2.5. Other Conditions. Lender acknowledges that Borrower shall not be prohibited by this Agreement from drawing down the full amount of Borrower’s Fifth Third Bank credit line up to a maximum of $10 million and may enter into any other debt or equity transactions as long as those transactions do not impair the collateral that is assigned under this Agreement. Lender agrees that Fifth Third Bank holds a lien or liens against collateral which are Permitted Liens under this Loan Agreement.



Any net proceeds from the sale of Valuable Trade Cargo under the Exclusive Marketing and Sales Agreement may, at the request of Lender, be set aside to pay down this secured loan, provided that the first proceeds shall be set aside to pay down the $10 million Fifth Third bank note, as required under the terms of that note, before any payments are made to Lender.

2.6. Loan Disbursements. Lender will Advance $5,000,000 of Loan funds to Borrower at Closing which shall be evidenced by a Note in the amount of $5,000,000. Additional disbursements will be made within 10 business days of Notice given by Borrower to Lender that performance objectives outlined in paragraph E(a)-(d) above are achieved, and shall be evidenced by additional Notes dated and in amounts commensurate with the additional funding.

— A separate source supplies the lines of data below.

//! AST definitions for JikiScript
//!
//! Statements and expressions are separate enums; every node carries the
//! [`SourceLocation`] it was parsed from so frames and errors can point back
//! at the learner's code.

use crate::syntax::SourceLocation;

#[derive(Debug, Clone, PartialEq)]
pub enum Literal {
    Number(f64),
    String(String),
    Boolean(bool),
    Null,
}

#[derive(Debug, Clone, Copy, PartialEq, Eq)]
pub enum UnaryOp {
    Negate,
    Not,
}

#[derive(Debug, Clone, Copy, PartialEq, Eq)]
pub enum BinaryOp {
    Add,
    Subtract,
    Multiply,
    Divide,
    Remainder,
    Equal,
    NotEqual,
    Less,
    LessEqual,
    Greater,
    GreaterEqual,
}

#[derive(Debug, Clone, Copy, PartialEq, Eq)]
pub enum LogicalOp {
    And,
    Or,
}

#[derive(Debug, Clone, PartialEq)]
pub enum Expression {
    Literal {
        value: Literal,
        location: SourceLocation,
    },
    Variable {
        name: String,
        location: SourceLocation,
    },
    List {
        elements: Vec<Expression>,
        location: SourceLocation,
    },
    Dictionary {
        entries: Vec<(String, Expression)>,
        location: SourceLocation,
    },
    Unary {
        op: UnaryOp,
        operand: Box<Expression>,
        location: SourceLocation,
    },
    Binary {
        left: Box<Expression>,
        op: BinaryOp,
        right: Box<Expression>,
        location: SourceLocation,
    },
    Logical {
        left: Box<Expression>,
        op: LogicalOp,
        right: Box<Expression>,
        location: SourceLocation,
    },
    Grouping {
        inner: Box<Expression>,
        location: SourceLocation,
    },
    Call {
        callee: String,
        args: Vec<Expression>,
        location: SourceLocation,
    },
    Index {
        object: Box<Expression>,
        index: Box<Expression>,
        location: SourceLocation,
    },
}

impl Expression {
    pub fn location(&self) -> SourceLocation {
        match self {
            Expression::Literal { location, .. }
            | Expression::Variable { location, .. }
            | Expression::List { location, .. }
            | Expression::Dictionary { location, .. }
            | Expression::Unary { location, .. }
            | Expression::Binary { location, .. }
            | Expression::Logical { location, .. }
            | Expression::Grouping { location, .. }
            | Expression::Call { location, .. }
            | Expression::Index { location, .. } => *location,
        }
    }
}

/// A `function name with a, b do … end` declaration.
#[derive(Debug, Clone, PartialEq)]
pub struct FunctionDecl {
    pub name: String,
    pub params: Vec<String>,
    pub body: Vec<Statement>,
    pub location: SourceLocation,
}

#[derive(Debug, Clone, PartialEq)]
pub enum Statement {
    Set {
        name: String,
        value: Expression,
        location: SourceLocation,
    },
    Change {
        name: String,
        value: Expression,
        location: SourceLocation,
    },
    ChangeElement {
        object: Expression,
        index: Expression,
        value: Expression,
        location: SourceLocation,
    },
    Log {
        value: Expression,
        location: SourceLocation,
    },
    /// `else if` chains are nested `If`s inside `else_branch`.
    If {
        condition: Expression,
        then_branch: Vec<Statement>,
        else_branch: Option<Vec<Statement>>,
        location: SourceLocation,
    },
    Repeat {
        count: Expression,
        body: Vec<Statement>,
        location: SourceLocation,
    },
    Foreach {
        element: String,
        iterable: Expression,
        body: Vec<Statement>,
        location: SourceLocation,
    },
    Block {
        body: Vec<Statement>,
        location: SourceLocation,
    },
    Function(FunctionDecl),
    Return {
        value: Option<Expression>,
        location: SourceLocation,
    },
    Break {
        location: SourceLocation,
    },
    Continue {
        lexeme: String,
        location: SourceLocation,
    },
    Expression {
        expression: Expression,
        location: SourceLocation,
    },
}

impl Statement {
    pub fn location(&self) -> SourceLocation {
        match self {
            Statement::Function(decl) => decl.location,
            Statement::Set { location, .. }
            | Statement::Change { location, .. }
            | Statement::ChangeElement { location, .. }
            | Statement::Log { location, .. }
            | Statement::If { location, .. }
            | Statement::Repeat { location, .. }
            | Statement::Foreach { location, .. }
            | Statement::Block { location, .. }
            | Statement::Return { location, .. }
            | Statement::Break { location }
            | Statement::Continue { location, .. }
            | Statement::Expression { location, .. } => *location,
        }
    }

    /// Node kind recorded on a frame's result.
    pub fn kind(&self) -> &'static str {
        match self {
            Statement::Set { .. } => "SetVariableStatement",
            Statement::Change { .. } => "ChangeVariableStatement",
            Statement::ChangeElement { .. } => "ChangeElementStatement",
            Statement::Log { .. } => "LogStatement",
            Statement::If { .. } => "IfStatement",
            Statement::Repeat { .. } => "RepeatStatement",
            Statement::Foreach { .. } => "ForeachStatement",
            Statement::Block { .. } => "BlockStatement",
            Statement::Function(_) => "FunctionStatement",
            Statement::Return { .. } => "ReturnStatement",
            Statement::Break { .. } => "BreakStatement",
            Statement::Continue { .. } => "ContinueStatement",
            Statement::Expression { .. } => "ExpressionStatement",
        }
    }
}

/// A parsed JikiScript program.
#[derive(Debug, Clone, Default, PartialEq)]
pub struct Program {
    pub statements: Vec<Statement>,
}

2.7. Confidentiality. The Parties acknowledge and agree that for commercial purposes, the terms of this Agreement, the Exclusive Marketing and Sales Agreement, and terms relating to consideration should remain confidential, and both Parties agree to keep this Agreement and the Exclusive Marketing and Sales Agreement strictly confidential. Borrower agrees to request confidential treatment of this Agreement and the Exclusive Marketing and Sales Agreement should those be required to be filed under U.S. Securities regulations.



3.1. Security. The Borrower hereby assigns, sells, transfers, pledges, sets over and delivers to the Lender, and grants Lender a security interest in proceeds from the sale of Valuable Trade Cargo wherever held, in excess of such proceeds previously pledged and subject to the ASSIGNMENT AND SECURITY AGREEMENT AND PLEDGE OF DEPOSIT ACCOUNT (the “Assignment”) between Borrower and Fifth Third Bank, an Ohio Banking company, dated May 2, 2014.

3.2. Collateral. Collateral for repayment of the Note and Loan shall consist of:

(a) Borrower’s rights to all proceeds of monetization from coins, bullion and Valuable Trade Cargo under the [***] for recovery of the [***] which are unencumbered by a $10 million line of credit which is currently in place;

(b) [***] shares of Oceanica Resources S. de R.L. owned by Borrower for each $1 million of outstanding loan balance; and

(c) Stock of Odyssey Marine Services Inc. (OMS) and Odyssey Retriever Inc. (ORI) which corporations own the vessel RV Odyssey Explorer and associated shipwreck exploration technology and equipment including the ZEUS 2,500 m. work class ROV and handling system, one 6,000 m. CLIO ROV and handling



system, side scan sonar search systems, Reson 8160 multibeam system and numerous other pieces of equipment fully integrated and capable of conducting worldwide search and archaeological recovery operations. (A full inventory of this equipment will be furnished for inspection prior to execution of the Agreements.) Certain equipment currently aboard the Dorado Discovery including the multibeam sonar, the drill winch and A-frame which are to be used for mineral exploration in a joint venture with the vessel owner will not be included as collateral so long as they are on the Dorado Discovery or included in the joint venture.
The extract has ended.